İdare hukuku, idarenin kuruluş ve işleyişini inceleyen hukuk dalıdır. İdare hukukunun temel konuları; idari yapı, kamu görevlileri, idari işlemler, kamu malları ve yönetimin denetimidir. İdare, kuruluş ve görevleriyle bir bütündür ve kanunla düzenlenir. İdarenin kuruluş ve görevleri, merkezden yönetim ve yerinden yönetim esaslarına dayanır. Kamu tüzelkişiliği, ancak kanunla veya Cumhurbaşkanlığı kararnamesiyle kurulur (Any. m.23). Cumhurbaşkanı, bakanlıklar ve kamu tüzelkişileri, kendi görev alanlarını ilgilendiren kanunların ve Cumhurbaşkanlığı kararnamelerinin uygulanmasını sağlamak üzere ve bunlara aykırı olmamak şartıyla, yönetmelikler çıkarabilirler.
Türkiye, merkezi idare kuruluşu bakımından, coğrafya durumuna, ekonomik şartlara ve kamu hizmetlerinin gereklerine göre, illere; iller de diğer kademeli bölümlere ayırılır. İllerin idaresi yetki genişliği esasına dayanır. Kamu hizmetlerinin görülmesinde verim ve uyum sağlamak amacıyla, birden çok ili içine alan merkezi idare teşkilatı kurulabilir. Bu teşkilatın görev ve yetkileri kanunla düzenlenir.
Mahalli idareler ise; il, belediye veya köy halkının mahalli müşterek ihtiyaçlarını karşılamak üzere kuruluş esasları kanunla belirtilen ve karar organları, gene kanunda gösterilen, seçmenler tarafından seçilerek oluşturulan kamu tüzelkişileridir. Mahalli idarelerin kuruluş ve görevleri ile yetkileri, yerinden yönetim ilkesine uygun olarak kanunla düzenlenir.
İdare kamusal faaliyetlerini idari işlemler vasıtasıyla yürütür. İdari alanda belirli bir hukuki amacı gerçekleştirmek için idarenin yapmış olduğu irade açıklamalarına idari işlem denilir (Gözler, 2010: 263). İdari işlemler tek yanlıdır, kamu yararı için yapılır ve kanuna dayanır.

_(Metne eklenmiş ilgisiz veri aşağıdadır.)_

// Client entrypoint: greeting, optional TLS upgrade, cancel detection,
// routing, authentication, then the storage-specific session runner.

use std::sync::Arc;

use log::{error, info};
use tokio::io::{AsyncRead, AsyncWrite, AsyncWriteExt};
use tokio::net::TcpStream;
use tokio::sync::mpsc;

use crate::auth;
use crate::config::{get_config, StorageType};
use crate::errors::Error;
use crate::messages::constants::*;
use crate::messages::{configure_tcp_socket, error_message};
use crate::router::{Router, RouteRefusal};
use crate::server;

use super::core::{Client, ClientId};
use super::startup::{answer_ssl_request, get_startup, StartupPacket, StartupRecord};

/// Drive one accepted connection from greeting to close.
pub async fn client_entrypoint(
    stream: TcpStream,
    router: Arc<Router>,
    tls_acceptor: Option<tokio_native_tls::TlsAcceptor>,
) -> Result<(), Error> {
    let addr = stream.peer_addr().map_err(Error::SocketRead)?;
    configure_tcp_socket(&stream);

    let id = ClientId::generate();
    let mut stream = stream;

    match read_startup_or_report(&mut stream, id).await? {
        // The client asked for TLS first.
        StartupPacket::Ssl => match tls_acceptor {
            Some(acceptor) => {
                answer_ssl_request(&mut stream, true).await?;
                let mut stream = acceptor.accept(stream).await.map_err(Error::Tls)?;

                // The real startup or cancel follows the handshake.
                match read_startup_or_report(&mut stream, id).await? {
                    StartupPacket::Startup(record) => {
                        run_session(stream, addr, id, record, router).await
                    }
                    StartupPacket::Cancel {
                        process_id,
                        secret_key,
                    } => handle_cancel(&router, id, process_id, secret_key).await,
                    StartupPacket::Ssl => {
                        Err(Error::ProtocolSync("duplicate SSL request".into()))
                    }
                }
            }
            None => {
                // We cannot offer TLS; the client may continue in plain text.
                answer_ssl_request(&mut stream, false).await?;

                match read_startup_or_report(&mut stream, id).await? {
                    StartupPacket::Startup(record) => {
                        run_session(stream, addr, id, record, router).await
                    }
                    StartupPacket::Cancel {
                        process_id,
                        secret_key,
                    } => handle_cancel(&router, id, process_id, secret_key).await,
                    StartupPacket::Ssl => {
                        Err(Error::ProtocolSync("duplicate SSL request".into()))
                    }
                }
            }
        },

        StartupPacket::Startup(record) => run_session(stream, addr, id, record, router).await,

        StartupPacket::Cancel {
            process_id,
            secret_key,
        } => handle_cancel(&router, id, process_id, secret_key).await,
    }
}

/// Read a greeting frame; a parse failure is reported to the client as a
/// protocol violation before the connection closes.
async fn read_startup_or_report<S>(stream: &mut S, id: ClientId) -> Result<StartupPacket, Error>
where
    S: AsyncRead + AsyncWrite + std::marker::Unpin,
{
    match get_startup(stream).await {
        Ok(packet) => Ok(packet),
        Err(err) => {
            error!("[{id}] incorrect startup packet: {err}");
            let frame = error_message(
                &format!("pg_usher: {id}: bad startup packet"),
                PROTOCOL_VIOLATION,
            );
            let _ = stream.write_all(&frame).await;
            let _ = stream.flush().await;
            Err(err)
        }
    }
}

/// Admission overflow: complete the greeting far enough for the client to
/// display an error, then refuse.
pub async fn client_entrypoint_too_many(mut stream: TcpStream) -> Result<(), Error> {
    match get_startup(&mut stream).await? {
        StartupPacket::Ssl => {
            // No point negotiating TLS for a connection we are refusing.
            answer_ssl_request(&mut stream, false).await?;
            let _ = get_startup(&mut stream).await;
        }
        StartupPacket::Startup(_) | StartupPacket::Cancel { .. } => (),
    }

    let frame = error_message("sorry, too many clients already", TOO_MANY_CONNECTIONS);
    stream.write_all(&frame).await.map_err(Error::SocketWrite)?;
    stream.flush().await.map_err(Error::SocketFlush)
}

/// A cancel-request connection: resolve the target session's current server
/// and fire the upstream cancel, then close.
async fn handle_cancel(
    router: &Router,
    id: ClientId,
    process_id: i32,
    secret_key: i32,
) -> Result<(), Error> {
    info!("[{id}] cancel request");
    match router.cancel((process_id, secret_key)) {
        Some(target) => server::cancel::cancel(&target).await,
        // Unknown or stale key: nothing to cancel, close quietly.
        None => Ok(()),
    }
}

/// Route, authenticate, set up and run one session, then clean up.
async fn run_session<S>(
    stream: S,
    addr: std::net::SocketAddr,
    id: ClientId,
    startup: StartupRecord,
    router: Arc<Router>,
) -> Result<(), Error>
where
    S: AsyncRead + AsyncWrite + std::marker::Unpin,
{
    let config = get_config();
    let (kill_tx, kill_rx) = mpsc::channel(1);
    let mut client = Client::new(stream, addr, id, startup, kill_rx, router.clone());

    if config.general.log_session {
        info!(
            "[{id}] new client connection {addr} (application_name: {})",
            client.startup.application_name()
        );
    }

    let route = match router.route(&client.startup.database, &client.startup.user) {
        Ok(route) => route,
        Err(refusal) => return refuse(&mut client, refusal).await,
    };
    client.route = Some(route.clone());
    router.register_kill(id, kill_tx);

    if config.general.log_session {
        info!(
            "[{id}] route '{}.{}' to '{}.{}'",
            client.startup.database,
            client.startup.user,
            route.server_database,
            route.user.server_credentials().0,
        );
    }

    if let Err(err) = auth::frontend(&mut client, &route).await {
        client.unroute();
        return Err(err);
    }

    let outcome = match route.storage {
        StorageType::Local => match client.setup_console().await {
            Ok(()) => client.run_local().await,
            Err(outcome) => outcome,
        },
        StorageType::Remote => match client.setup_remote().await {
            Ok(()) => client.relay().await,
            Err(outcome) => outcome,
        },
    };

    client.cleanup(outcome).await;
    Ok(())
}

/// Report a routing refusal to the client and fail the session.
async fn refuse<S>(client: &mut Client<S>, refusal: RouteRefusal) -> Result<(), Error>
where
    S: AsyncRead + AsyncWrite + std::marker::Unpin,
{
    let id = client.id;
    match refusal {
        RouteRefusal::NotFound { database, user } => {
            let target = format!("{database}.{user}");
            error!("[{id}] route for '{target}' is not found, closing");
            let _ = client
                .send_error(UNDEFINED_DATABASE, &format!("route for '{target}' is not found"))
                .await;
            Err(Error::NoRoute(target))
        }
        RouteRefusal::Limit => {
            error!("[{id}] route connection limit reached, closing");
            let _ = client
                .send_error(TOO_MANY_CONNECTIONS, "too many connections")
                .await;
            Err(Error::RouteLimit)
        }
        RouteRefusal::Internal => {
            error!("[{id}] routing failed, closing");
            let _ = client.send_error(SYSTEM_ERROR, "client routing failed").await;
            Err(Error::RouteFailed)
        }
    }
}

İdarenin insan ögesine kamu görevlileri ya da kamu personeli denilmektedir. Kamu kurum ve kuruluşlarının genel idare esaslarına göre yürütmekle yükümlü oldukları kamu hizmetlerinin gerektirdiği asli ve sürekli görevleri yürüten kişilere kamu görevlisi denir. Kamu görevlileri, devlet memurları ile diğer kamu görevlilerinden oluşmaktadır.
İdarenin kamu malları üzerinde koruma, kullanma, gelir ve ürünlerinden yararlanma, genel ve özel olarak başkalarını yararlandırma, kamu malı olmaktan çıkarma gibi yetkileri vardır. Bunun dışında kamu kuruluşları, anayasal çerçevede ve kanuna uygun olarak özel mülkiyet içerisindeki bazı malları kamulaştırma imkânına da sahiptirler. Kamu malları devlete ait olan mallar demektir. Bunlar satılamazlar, kamulaştırılamazlar, haczedilemezler, vergiye tabi değillerdir ve kural olarak bunlara verilen zarar nedeniyle şahıslara ait olan mallara verilen zarara oranla daha ağır yaptırımlar öngörülmüştür.

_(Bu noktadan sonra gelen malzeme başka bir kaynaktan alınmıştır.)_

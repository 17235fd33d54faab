//! Tests for protocol message handling.

use bytes::{BufMut, BytesMut};

use super::protocol::*;

#[test]
fn error_message_layout() {
    let msg = error_message("pg_usher: c00000001deadbeef: boom", "08006");

    assert_eq!(msg[0], b'E');
    let len = i32::from_be_bytes([msg[1], msg[2], msg[3], msg[4]]) as usize;
    assert_eq!(len + 1, msg.len());

    let parsed = PgErrorMsg::parse_frame(&msg).unwrap();
    assert_eq!(parsed.severity, "ERROR");
    assert_eq!(parsed.code, "08006");
    assert_eq!(parsed.message, "pg_usher: c00000001deadbeef: boom");
}

#[test]
fn ready_for_query_states() {
    assert_eq!(&ready_for_query(false)[..], &[b'Z', 0, 0, 0, 5, b'I']);
    assert_eq!(&ready_for_query(true)[..], &[b'Z', 0, 0, 0, 5, b'T']);
}

#[test]
fn backend_key_data_layout() {
    let msg = backend_key_data(0x01020304, 0x0a0b0c0d);
    assert_eq!(
        &msg[..],
        &[b'K', 0, 0, 0, 12, 1, 2, 3, 4, 0x0a, 0x0b, 0x0c, 0x0d]
    );
}

#[test]
fn parameter_status_round_trips() {
    let msg = parameter_status("client_encoding", "UTF8");
    let (name, value) = parse_parameter_status(&msg).unwrap();
    assert_eq!(name, "client_encoding");
    assert_eq!(value, "UTF8");
}

#[test]
fn parse_startup_requires_pairs() {
    let mut bytes = BytesMut::new();
    bytes.put_slice(b"user\0alice\0database\0shop\0");
    let params = parse_startup_params(bytes).unwrap();
    assert_eq!(params.get("user").map(String::as_str), Some("alice"));
    assert_eq!(params.get("database").map(String::as_str), Some("shop"));

    let mut odd = BytesMut::new();
    odd.put_slice(b"user\0");
    assert!(parse_startup_params(odd).is_err());
}

#[test]
fn query_text_strips_terminator() {
    let msg = simple_query("SELECT 1;");
    assert_eq!(query_text(&msg), Some("SELECT 1;"));
}

#[test]
fn parse_text_extracts_name_and_query() {
    // P message: name "st1", query "SELECT $1", zero parameter types.
    let mut body = BytesMut::new();
    body.put_slice(b"st1\0SELECT $1\0");
    body.put_i16(0);
    let mut msg = BytesMut::new();
    msg.put_u8(b'P');
    msg.put_i32(4 + body.len() as i32);
    msg.put(body);

    assert_eq!(parse_text(&msg), Some(("st1", "SELECT $1")));
}

#[test]
fn md5_hash_matches_postgres_format() {
    let salt = [0x01, 0x02, 0x03, 0x04];
    let hash = md5_hash_password("alice", "secret", &salt);
    assert!(hash.starts_with(b"md5"));
    assert_eq!(*hash.last().unwrap(), 0);
    // 3 prefix chars + 32 hex digits + nul
    assert_eq!(hash.len(), 36);
    // Deterministic
    assert_eq!(hash, md5_hash_password("alice", "secret", &salt));
    assert_ne!(hash, md5_hash_password("alice", "other", &salt));
}

#[test]
fn pg_error_msg_parses_optional_fields() {
    let mut fields = BytesMut::new();
    fields.put_slice(b"SFATAL\0C3D000\0Mdatabase \"x\" does not exist\0Hcheck the name\0");
    fields.put_u8(0);

    let parsed = PgErrorMsg::parse(&fields).unwrap();
    assert_eq!(parsed.severity, "FATAL");
    assert_eq!(parsed.code, "3D000");
    assert_eq!(parsed.hint.as_deref(), Some("check the name"));
    assert!(parsed.detail.is_none());
}

#[test]
fn row_description_and_data_row_agree_on_columns() {
    let desc = row_description(&["database", "user"]);
    assert_eq!(desc[0], b'T');
    let count = i16::from_be_bytes([desc[5], desc[6]]);
    assert_eq!(count, 2);

    let row = data_row(&["shop".to_string(), "alice".to_string()]);
    assert_eq!(row[0], b'D');
    let count = i16::from_be_bytes([row[5], row[6]]);
    assert_eq!(count, 2);
}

Son olarak belirtmek gerekir ki hukuk devletinin en önemli gereklerinden birisi idarenin hukuk kurallarıyla bağlı olmasıdır. Bu nedenle idarenin hukuka uygun davranıp davranmadığının denetiminin yapılması gerekir. Hukuk devleti olmanın gereği olarak, 1982 Anayasası'nda idarenin bütün eylem ve işlemlerinin yargı denetimine tabi olduğu açıkça ifade edilmiştir. Ancak idarenin yargısal denetimi hukuk devleti olmanın bir gereği olmakla birlikte, idarenin yegane denetim yöntemi değildir. Yargısal denetim dışında, idarenin kendi organlarınca yaptığı denetim, siyasal denetim, uluslararası denetim ve kamuoyu denetimi gibi yollarla da idarenin denetlenmesi de söz konusudur.